Exercise instructions:
In the entries below, find each line with the string "same" and copy it.

Records for this task:
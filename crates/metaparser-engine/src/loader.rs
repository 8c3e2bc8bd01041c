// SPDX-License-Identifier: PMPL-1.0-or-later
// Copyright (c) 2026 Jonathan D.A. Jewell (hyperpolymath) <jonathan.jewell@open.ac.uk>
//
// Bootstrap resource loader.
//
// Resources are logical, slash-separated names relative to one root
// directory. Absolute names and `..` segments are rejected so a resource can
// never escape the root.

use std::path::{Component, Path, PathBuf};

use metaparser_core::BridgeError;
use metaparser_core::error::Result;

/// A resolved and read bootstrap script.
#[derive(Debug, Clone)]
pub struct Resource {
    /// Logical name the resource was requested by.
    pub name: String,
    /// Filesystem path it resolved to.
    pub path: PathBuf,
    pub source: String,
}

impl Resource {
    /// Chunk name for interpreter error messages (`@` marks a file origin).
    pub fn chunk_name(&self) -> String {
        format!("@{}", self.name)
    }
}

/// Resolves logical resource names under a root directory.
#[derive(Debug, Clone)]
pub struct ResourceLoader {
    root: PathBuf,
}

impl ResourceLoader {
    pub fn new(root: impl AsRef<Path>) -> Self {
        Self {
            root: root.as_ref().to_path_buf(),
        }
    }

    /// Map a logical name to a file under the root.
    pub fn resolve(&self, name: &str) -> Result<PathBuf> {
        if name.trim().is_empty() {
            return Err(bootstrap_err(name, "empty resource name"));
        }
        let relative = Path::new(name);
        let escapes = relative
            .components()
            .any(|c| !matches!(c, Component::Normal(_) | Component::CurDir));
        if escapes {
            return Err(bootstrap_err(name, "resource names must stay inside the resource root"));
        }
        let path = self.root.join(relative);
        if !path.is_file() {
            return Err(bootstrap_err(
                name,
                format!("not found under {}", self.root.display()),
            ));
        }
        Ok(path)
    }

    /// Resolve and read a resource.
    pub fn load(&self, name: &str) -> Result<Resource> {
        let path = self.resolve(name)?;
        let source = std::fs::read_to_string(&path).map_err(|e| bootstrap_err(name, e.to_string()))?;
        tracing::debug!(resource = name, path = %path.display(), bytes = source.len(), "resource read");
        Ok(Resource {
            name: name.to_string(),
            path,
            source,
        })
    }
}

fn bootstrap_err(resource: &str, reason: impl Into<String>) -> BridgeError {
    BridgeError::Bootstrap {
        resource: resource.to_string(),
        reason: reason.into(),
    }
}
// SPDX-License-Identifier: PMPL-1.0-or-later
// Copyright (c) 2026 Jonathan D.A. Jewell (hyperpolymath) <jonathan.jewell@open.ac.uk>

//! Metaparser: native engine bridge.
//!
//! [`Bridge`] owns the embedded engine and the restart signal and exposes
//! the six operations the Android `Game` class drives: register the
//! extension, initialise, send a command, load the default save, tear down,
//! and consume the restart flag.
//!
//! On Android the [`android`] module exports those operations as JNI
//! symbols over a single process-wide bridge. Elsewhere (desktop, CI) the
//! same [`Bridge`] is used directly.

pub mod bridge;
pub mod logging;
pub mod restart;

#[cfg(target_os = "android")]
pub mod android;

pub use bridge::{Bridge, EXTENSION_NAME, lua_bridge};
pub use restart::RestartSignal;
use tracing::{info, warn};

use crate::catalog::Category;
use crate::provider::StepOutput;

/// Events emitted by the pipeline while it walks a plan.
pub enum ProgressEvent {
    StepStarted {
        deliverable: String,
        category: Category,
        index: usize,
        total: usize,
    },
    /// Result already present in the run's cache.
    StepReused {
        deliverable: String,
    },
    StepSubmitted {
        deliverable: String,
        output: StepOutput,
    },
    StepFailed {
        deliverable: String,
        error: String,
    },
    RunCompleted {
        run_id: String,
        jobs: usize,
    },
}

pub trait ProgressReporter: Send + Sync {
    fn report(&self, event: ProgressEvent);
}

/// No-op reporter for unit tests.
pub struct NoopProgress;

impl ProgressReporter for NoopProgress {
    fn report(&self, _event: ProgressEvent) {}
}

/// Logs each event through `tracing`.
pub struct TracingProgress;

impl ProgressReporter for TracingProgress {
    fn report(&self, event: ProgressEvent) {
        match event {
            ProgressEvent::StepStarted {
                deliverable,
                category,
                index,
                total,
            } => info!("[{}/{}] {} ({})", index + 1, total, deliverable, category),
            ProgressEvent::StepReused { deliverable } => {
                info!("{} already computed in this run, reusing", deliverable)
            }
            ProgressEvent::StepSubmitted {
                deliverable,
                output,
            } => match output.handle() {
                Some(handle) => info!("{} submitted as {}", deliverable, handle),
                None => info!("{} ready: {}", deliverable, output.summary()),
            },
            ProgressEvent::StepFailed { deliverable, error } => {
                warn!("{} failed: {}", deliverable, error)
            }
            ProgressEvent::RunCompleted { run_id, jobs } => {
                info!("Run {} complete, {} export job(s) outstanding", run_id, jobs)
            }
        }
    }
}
* * *
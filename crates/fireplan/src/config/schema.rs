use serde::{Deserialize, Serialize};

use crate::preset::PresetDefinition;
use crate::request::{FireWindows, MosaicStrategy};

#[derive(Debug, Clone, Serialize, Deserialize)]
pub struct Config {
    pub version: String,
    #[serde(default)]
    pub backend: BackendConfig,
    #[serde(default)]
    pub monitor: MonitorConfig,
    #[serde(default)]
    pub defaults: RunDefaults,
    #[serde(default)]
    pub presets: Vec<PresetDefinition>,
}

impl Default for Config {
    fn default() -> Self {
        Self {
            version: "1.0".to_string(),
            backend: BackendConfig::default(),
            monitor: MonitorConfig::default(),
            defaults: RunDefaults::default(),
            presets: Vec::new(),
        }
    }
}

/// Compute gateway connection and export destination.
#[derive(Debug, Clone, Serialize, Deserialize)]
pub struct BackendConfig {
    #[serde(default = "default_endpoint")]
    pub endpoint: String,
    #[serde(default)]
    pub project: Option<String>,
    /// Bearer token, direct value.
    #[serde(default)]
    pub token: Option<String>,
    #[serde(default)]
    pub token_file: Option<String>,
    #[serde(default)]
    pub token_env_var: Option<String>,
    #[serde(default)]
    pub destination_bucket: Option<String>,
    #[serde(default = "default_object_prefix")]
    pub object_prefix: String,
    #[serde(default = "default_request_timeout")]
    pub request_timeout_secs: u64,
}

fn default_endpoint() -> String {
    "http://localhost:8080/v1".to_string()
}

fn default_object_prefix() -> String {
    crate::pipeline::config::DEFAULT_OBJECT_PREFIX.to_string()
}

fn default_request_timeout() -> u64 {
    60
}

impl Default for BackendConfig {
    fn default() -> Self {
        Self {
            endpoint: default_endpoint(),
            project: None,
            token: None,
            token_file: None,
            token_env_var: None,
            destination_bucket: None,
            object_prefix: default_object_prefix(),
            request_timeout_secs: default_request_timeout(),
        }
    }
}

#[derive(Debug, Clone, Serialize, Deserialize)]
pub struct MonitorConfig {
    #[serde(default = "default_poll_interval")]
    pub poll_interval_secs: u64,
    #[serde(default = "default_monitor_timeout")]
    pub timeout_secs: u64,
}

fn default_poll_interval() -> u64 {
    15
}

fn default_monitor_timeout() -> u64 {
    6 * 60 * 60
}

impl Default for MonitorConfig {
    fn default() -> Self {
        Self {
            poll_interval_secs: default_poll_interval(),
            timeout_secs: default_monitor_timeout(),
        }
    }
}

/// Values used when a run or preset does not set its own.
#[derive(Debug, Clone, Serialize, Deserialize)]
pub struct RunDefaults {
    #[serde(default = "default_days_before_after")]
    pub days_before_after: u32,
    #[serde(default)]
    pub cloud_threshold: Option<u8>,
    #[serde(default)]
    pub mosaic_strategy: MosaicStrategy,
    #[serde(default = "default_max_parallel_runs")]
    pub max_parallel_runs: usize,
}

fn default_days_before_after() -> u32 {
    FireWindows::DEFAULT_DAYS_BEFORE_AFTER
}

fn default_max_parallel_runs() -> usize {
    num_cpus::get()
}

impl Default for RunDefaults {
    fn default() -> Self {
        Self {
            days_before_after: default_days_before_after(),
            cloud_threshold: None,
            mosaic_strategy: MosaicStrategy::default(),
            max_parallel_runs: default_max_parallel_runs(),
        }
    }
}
---
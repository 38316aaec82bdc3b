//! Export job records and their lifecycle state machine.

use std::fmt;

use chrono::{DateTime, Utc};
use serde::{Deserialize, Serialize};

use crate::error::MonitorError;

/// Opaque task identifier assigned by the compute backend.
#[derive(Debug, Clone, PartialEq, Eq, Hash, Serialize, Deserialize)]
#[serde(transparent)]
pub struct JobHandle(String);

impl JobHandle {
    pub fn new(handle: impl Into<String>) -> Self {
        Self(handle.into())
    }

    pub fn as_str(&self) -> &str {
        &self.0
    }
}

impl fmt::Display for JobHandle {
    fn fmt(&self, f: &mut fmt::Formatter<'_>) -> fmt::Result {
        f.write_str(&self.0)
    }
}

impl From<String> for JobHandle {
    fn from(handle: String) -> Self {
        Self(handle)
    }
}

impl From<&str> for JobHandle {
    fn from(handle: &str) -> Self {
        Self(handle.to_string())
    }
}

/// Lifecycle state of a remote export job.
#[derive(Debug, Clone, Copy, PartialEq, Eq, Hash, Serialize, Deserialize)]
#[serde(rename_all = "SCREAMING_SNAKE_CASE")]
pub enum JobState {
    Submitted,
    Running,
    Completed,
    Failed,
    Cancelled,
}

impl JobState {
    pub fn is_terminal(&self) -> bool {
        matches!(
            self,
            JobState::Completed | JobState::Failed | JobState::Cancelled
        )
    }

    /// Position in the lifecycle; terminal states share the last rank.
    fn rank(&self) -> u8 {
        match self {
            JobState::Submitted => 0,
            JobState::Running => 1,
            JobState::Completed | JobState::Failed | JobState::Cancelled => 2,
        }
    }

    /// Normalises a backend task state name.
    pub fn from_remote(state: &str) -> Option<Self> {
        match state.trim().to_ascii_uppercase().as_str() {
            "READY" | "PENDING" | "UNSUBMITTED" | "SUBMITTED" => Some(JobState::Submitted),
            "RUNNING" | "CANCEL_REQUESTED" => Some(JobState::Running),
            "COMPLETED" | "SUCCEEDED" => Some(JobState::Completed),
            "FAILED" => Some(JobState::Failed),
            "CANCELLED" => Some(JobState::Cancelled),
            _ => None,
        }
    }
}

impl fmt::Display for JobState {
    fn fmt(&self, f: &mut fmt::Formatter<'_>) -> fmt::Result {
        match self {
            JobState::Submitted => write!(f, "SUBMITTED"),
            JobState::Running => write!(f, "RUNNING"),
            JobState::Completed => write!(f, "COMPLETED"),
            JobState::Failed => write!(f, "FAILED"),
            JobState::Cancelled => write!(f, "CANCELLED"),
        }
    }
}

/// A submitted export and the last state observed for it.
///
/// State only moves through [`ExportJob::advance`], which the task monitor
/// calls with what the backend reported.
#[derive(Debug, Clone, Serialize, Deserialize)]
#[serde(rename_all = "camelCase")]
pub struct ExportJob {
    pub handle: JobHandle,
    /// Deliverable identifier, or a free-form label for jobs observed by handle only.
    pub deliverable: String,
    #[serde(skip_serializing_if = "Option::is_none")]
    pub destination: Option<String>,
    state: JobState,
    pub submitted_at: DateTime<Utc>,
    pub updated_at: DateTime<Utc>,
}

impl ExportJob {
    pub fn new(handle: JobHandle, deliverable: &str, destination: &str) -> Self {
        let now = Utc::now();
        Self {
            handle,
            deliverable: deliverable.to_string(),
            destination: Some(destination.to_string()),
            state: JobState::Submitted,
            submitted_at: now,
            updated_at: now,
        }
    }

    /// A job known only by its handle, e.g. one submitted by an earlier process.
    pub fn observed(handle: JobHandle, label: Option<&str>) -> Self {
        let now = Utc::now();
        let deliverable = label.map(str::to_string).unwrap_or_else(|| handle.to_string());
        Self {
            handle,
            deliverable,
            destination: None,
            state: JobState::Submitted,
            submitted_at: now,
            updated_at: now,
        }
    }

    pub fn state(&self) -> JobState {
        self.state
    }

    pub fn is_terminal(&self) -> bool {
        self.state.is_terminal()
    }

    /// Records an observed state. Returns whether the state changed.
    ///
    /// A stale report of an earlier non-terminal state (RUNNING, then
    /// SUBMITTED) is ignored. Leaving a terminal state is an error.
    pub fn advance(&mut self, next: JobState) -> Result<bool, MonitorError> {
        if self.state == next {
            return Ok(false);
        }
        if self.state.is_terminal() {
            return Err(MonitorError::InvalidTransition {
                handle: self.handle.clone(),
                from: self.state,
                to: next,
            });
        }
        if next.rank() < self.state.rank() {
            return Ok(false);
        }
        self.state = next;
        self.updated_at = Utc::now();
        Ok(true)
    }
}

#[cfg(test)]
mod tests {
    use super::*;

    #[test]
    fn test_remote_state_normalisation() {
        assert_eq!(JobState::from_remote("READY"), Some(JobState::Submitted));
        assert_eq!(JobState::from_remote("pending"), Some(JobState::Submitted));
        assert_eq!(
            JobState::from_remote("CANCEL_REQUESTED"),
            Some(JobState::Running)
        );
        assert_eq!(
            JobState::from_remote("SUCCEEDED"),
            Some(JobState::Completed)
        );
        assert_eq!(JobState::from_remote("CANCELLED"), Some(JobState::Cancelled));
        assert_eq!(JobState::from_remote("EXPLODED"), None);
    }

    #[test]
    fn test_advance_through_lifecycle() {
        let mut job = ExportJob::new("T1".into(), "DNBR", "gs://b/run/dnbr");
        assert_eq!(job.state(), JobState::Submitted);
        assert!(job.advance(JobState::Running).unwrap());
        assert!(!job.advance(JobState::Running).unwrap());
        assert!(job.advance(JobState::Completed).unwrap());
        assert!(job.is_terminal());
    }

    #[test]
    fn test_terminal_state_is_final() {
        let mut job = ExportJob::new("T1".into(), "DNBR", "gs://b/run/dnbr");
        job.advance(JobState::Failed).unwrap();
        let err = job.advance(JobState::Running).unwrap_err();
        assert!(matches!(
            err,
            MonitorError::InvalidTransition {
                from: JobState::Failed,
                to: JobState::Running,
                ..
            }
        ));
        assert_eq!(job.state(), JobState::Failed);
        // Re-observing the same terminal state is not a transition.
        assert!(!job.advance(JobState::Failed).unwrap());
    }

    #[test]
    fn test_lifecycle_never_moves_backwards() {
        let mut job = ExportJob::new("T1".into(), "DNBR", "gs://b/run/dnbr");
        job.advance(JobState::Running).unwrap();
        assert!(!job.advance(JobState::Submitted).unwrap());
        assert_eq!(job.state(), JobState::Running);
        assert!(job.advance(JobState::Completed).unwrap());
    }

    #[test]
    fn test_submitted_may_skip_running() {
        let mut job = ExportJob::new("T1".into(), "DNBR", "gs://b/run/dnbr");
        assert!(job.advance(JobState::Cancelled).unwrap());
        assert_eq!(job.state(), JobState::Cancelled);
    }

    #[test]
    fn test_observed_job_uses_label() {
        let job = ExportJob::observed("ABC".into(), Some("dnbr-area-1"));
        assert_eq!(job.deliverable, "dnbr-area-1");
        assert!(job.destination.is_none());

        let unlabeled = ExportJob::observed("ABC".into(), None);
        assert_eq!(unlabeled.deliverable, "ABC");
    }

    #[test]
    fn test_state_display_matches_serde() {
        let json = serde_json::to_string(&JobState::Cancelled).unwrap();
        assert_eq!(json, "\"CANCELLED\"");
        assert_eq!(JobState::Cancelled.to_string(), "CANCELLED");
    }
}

Written solution:
//! same [`Bridge`] is used directly.
        // Re-observing the same terminal state is not a transition.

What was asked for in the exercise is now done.